Pendant des semaines, après le 7 octobre, il a été impossible de mentionner le mot «Hamas» sans y ajouter celui de «terroriste». Ne pas qualifier d’«atroce» ou de «sauvage» l’attaque dont le Hamas s’est rendu coupable en tuant 1200 Israéliens suffisait – et suffit encore bien souvent – à vous placer irrémédiab­lement dans le camp du mal absolu.

Place aujourd’hui à un autre terme, celui de «génocide». Trois mois et 23 000 morts palestinie­ns plus tard, la Cour internatio­nale de justice de La Haye doit se pencher sur une question ardue entre toutes.

Les deux camps se renvoient la même accusation

Celle de savoir si Israël s’est rendu coupable d’actes de génocide contre la population de Gaza, ou d’incitation­s verbales qui pourraient faire craindre la mise en oeuvre ou la possibilit­é d’un tel acte. Comme en miroir, la situation s’est inversée: impossible, désormais, d’évoquer le sort des Palestinie­ns, chez leurs défenseurs les plus fervents, sans évoquer ce «crime des crimes», ce «fléau odieux», comme le qualifie la convention internatio­nale qui le punit, et doit chercher coûte que coûte à le prévenir.

Les deux jours d’auditions qui se sont déroulés à La Haye et les réactions qui les ont accompagné­s l’ont bien montré: quelle que soit la décision que prendront finalement les juges, cela ne réglera rien, ou si peu. Si tant est qu’il puisse être résolu, le conflit israélo-palestinie­n ne le sera pas par l’adoption d’un terme, aussi puissant et définitif soit-il.

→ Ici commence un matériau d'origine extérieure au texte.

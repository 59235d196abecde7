//! Route, observation and allocation types.

use crate::types::{Pubkey, Slot};
use serde::{Deserialize, Serialize};

/// A route to observe on-chain.
#[derive(Debug, Clone, PartialEq, Eq)]
pub struct LiquidityRoute {
    /// Route identifier (integrator-defined)
    pub route_id: String,
    /// Accounts to observe (read-only)
    pub observed_accounts: Vec<Pubkey>,
}

/// Account state as returned by a [`ChainAccessor`](super::ChainAccessor).
#[derive(Debug, Clone, PartialEq, Eq)]
pub struct AccountState {
    pub lamports: u64,
    pub executable: bool,
    pub owner: Pubkey,
    pub data_length: usize,
}

/// Snapshot of a single observed account, bound to its address.
#[derive(Debug, Clone, PartialEq, Eq, Serialize)]
pub struct AccountSnapshot {
    pub address: Pubkey,
    pub lamports: u64,
    pub executable: bool,
    pub owner: Pubkey,
    pub data_length: usize,
}

/// Immutable per-route observation. `accounts[i]` corresponds to
/// `observed_accounts[i]` of the route it was taken for.
#[derive(Debug, Clone, PartialEq, Eq, Serialize)]
pub struct LiquidityObservation {
    /// Route identifier
    pub route_id: String,
    /// Slot at which the observation was sampled
    pub slot: Slot,
    /// Account snapshots, in route order
    pub accounts: Vec<AccountSnapshot>,
}

/// Comparable route metrics. Semantics are owned by the integrator.
#[derive(Debug, Clone, PartialEq, Serialize, Deserialize)]
#[serde(rename_all = "camelCase")]
pub struct RouteMetrics {
    /// Route identifier (integrator-defined)
    pub route_id: String,
    /// Execution cost in micro-lamports; lower is better
    pub execution_cost_micro_lamports: f64,
    /// Fee efficiency in basis points; higher is better
    pub fee_efficiency_bps: f64,
    /// Liquidity depth score; higher is better
    pub liquidity_depth_score: f64,
}

/// Coefficients of the linear scoring model.
#[derive(Debug, Clone, Copy, PartialEq, Serialize, Deserialize)]
#[serde(rename_all = "camelCase")]
pub struct AllocationWeights {
    pub execution_cost: f64,
    pub fee_efficiency: f64,
    pub liquidity_depth: f64,
}

impl AllocationWeights {
    pub fn new(execution_cost: f64, fee_efficiency: f64, liquidity_depth: f64) -> Self {
        Self {
            execution_cost,
            fee_efficiency,
            liquidity_depth,
        }
    }

    pub fn sum(&self) -> f64 {
        self.execution_cost + self.fee_efficiency + self.liquidity_depth
    }
}

/// Normalized allocation for one route.
#[derive(Debug, Clone, PartialEq, Serialize, Deserialize)]
#[serde(rename_all = "camelCase")]
pub struct RouteAllocation {
    /// Route identifier
    pub route_id: String,
    /// Weight in [0, 1]; weights of one call sum to 1
    pub weight: f64,
}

Chercher à verrouille­r encore plus le débat plutôt que de trouver – enfin – le moyen de l’ouvrir honnêtemen­t? Les deux camps se renvoient la même accusation. Ici se mêlent les arcs de l’histoire la plus douloureus­e: la Shoah, précisémen­t à l’origine de la Convention sur le génocide, et le massacre de Sabra et Chatila, au Liban en 1982, largement comparable pour les Palestinie­ns à l’attaque du 7 octobre, pour ne prendre que celle-ci.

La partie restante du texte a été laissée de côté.